> HOW TO COMPLETE THIS TASK: Provide only the number of lines in the following data that contain "else".

[Saved entries]
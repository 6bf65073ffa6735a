//! A shared source-file walker built on `ignore`/`globset`.
//!
//! Every collector that scans source files (coupling, dead-code,
//! config-drift) builds its file list through this module so that
//! `IncludePatterns`/`ExcludePatterns` handling and vendor/`node_modules`
//! suppression is written once.

use camino::{Utf8Path, Utf8PathBuf};
use globset::{Glob, GlobSet, GlobSetBuilder};
use ignore::WalkBuilder;

use crate::opts::CollectorOpts;

/// Directories that are never walked regardless of `opts`.
const ALWAYS_EXCLUDED_DIRS: &[&str] = &[
    ".git",
    "vendor",
    "node_modules",
    "target",
    "dist",
    "build",
    ".venv",
    "venv",
    "__pycache__",
];

/// A compiled include/exclude glob pair.
pub struct PatternMatcher {
    include: Option<GlobSet>,
    exclude: GlobSet,
}

impl PatternMatcher {
    pub fn new(opts: &CollectorOpts) -> anyhow::Result<Self> {
        let include = if opts.include_patterns.is_empty() {
            None
        } else {
            Some(build_globset(&opts.include_patterns)?)
        };
        let exclude = build_globset(&opts.exclude_patterns)?;
        Ok(Self { include, exclude })
    }

    /// Whether `path` (repo-relative, forward-slash) should be scanned.
    pub fn matches(&self, path: &str) -> bool {
        if self.exclude.is_match(path) {
            return false;
        }
        match &self.include {
            Some(include) => include.is_match(path),
            None => true,
        }
    }
}

fn build_globset(patterns: &[String]) -> anyhow::Result<GlobSet> {
    let mut builder = GlobSetBuilder::new();
    for pattern in patterns {
        builder.add(Glob::new(pattern)?);
    }
    Ok(builder.build()?)
}

/// Walks `repo_root`, returning repo-relative, forward-slash paths to
/// regular files that pass both the default vendor/build-artifact
/// suppression and the caller-supplied [`PatternMatcher`].
pub fn walk_files(repo_root: &Utf8Path, matcher: &PatternMatcher) -> Vec<Utf8PathBuf> {
    let mut walker = WalkBuilder::new(repo_root.as_std_path());
    walker.hidden(false).git_ignore(true).git_exclude(true);
    walker.filter_entry(|entry| {
        !entry
            .path()
            .components()
            .any(|c| match c.as_os_str().to_str() {
                Some(name) => ALWAYS_EXCLUDED_DIRS.contains(&name),
                None => false,
            })
    });

    let mut out = Vec::new();
    for entry in walker.build().flatten() {
        if !entry.file_type().is_some_and(|ft| ft.is_file()) {
            continue;
        }
        let Ok(path) = Utf8PathBuf::from_path_buf(entry.path().to_path_buf()) else {
            continue;
        };
        let Ok(relative) = path.strip_prefix(repo_root) else {
            continue;
        };
        let relative = relative.as_str().replace('\\', "/");
        if matcher.matches(&relative) {
            out.push(Utf8PathBuf::from(relative));
        }
    }
    out.sort();
    out
}

/// Whether `relative_path` looks like a demo/example/sample path, used to
/// suppress lottery-risk signals under demo directories by default.
pub fn is_demo_path(relative_path: &str) -> bool {
    const MARKERS: &[&str] = &["examples/", "example/", "demo/", "samples/"];
    let normalized = format!("{}/", relative_path.trim_end_matches('/'));
    MARKERS.iter().any(|m| normalized.contains(m))
}

/// Known non-source-code extensions to skip entirely when building a
/// source inventory (test-only and build-output files are handled by
/// individual collectors, not here).
pub fn has_source_extension(path: &Utf8Path) -> bool {
    matches!(
        path.extension(),
        Some(
            "go" | "js"
                | "jsx"
                | "ts"
                | "tsx"
                | "py"
                | "java"
                | "rs"
                | "rb"
                | "c"
                | "h"
                | "cpp"
                | "hpp"
                | "php"
                | "scala"
                | "swift"
                | "ex"
                | "cs"
        )
    )
}

#[cfg(test)]
mod tests {
    use super::*;

    #[test]
    fn demo_path_suppression() {
        assert!(is_demo_path("examples/foo/bar.go"));
        assert!(is_demo_path("pkg/demo/baz.go"));
        assert!(!is_demo_path("pkg/foo/bar.go"));
    }

    #[test]
    fn pattern_matcher_include_then_exclude() {
        let opts = CollectorOpts {
            include_patterns: vec!["**/*.go".to_string()],
            exclude_patterns: vec!["**/vendor/**".to_string()],
            ..Default::default()
        };
        let matcher = PatternMatcher::new(&opts).unwrap();
        assert!(matcher.matches("pkg/a.go"));
        assert!(!matcher.matches("pkg/vendor/a.go"));
        assert!(!matcher.matches("pkg/a.rb"));
    }
}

> ANSWER SPACE: 3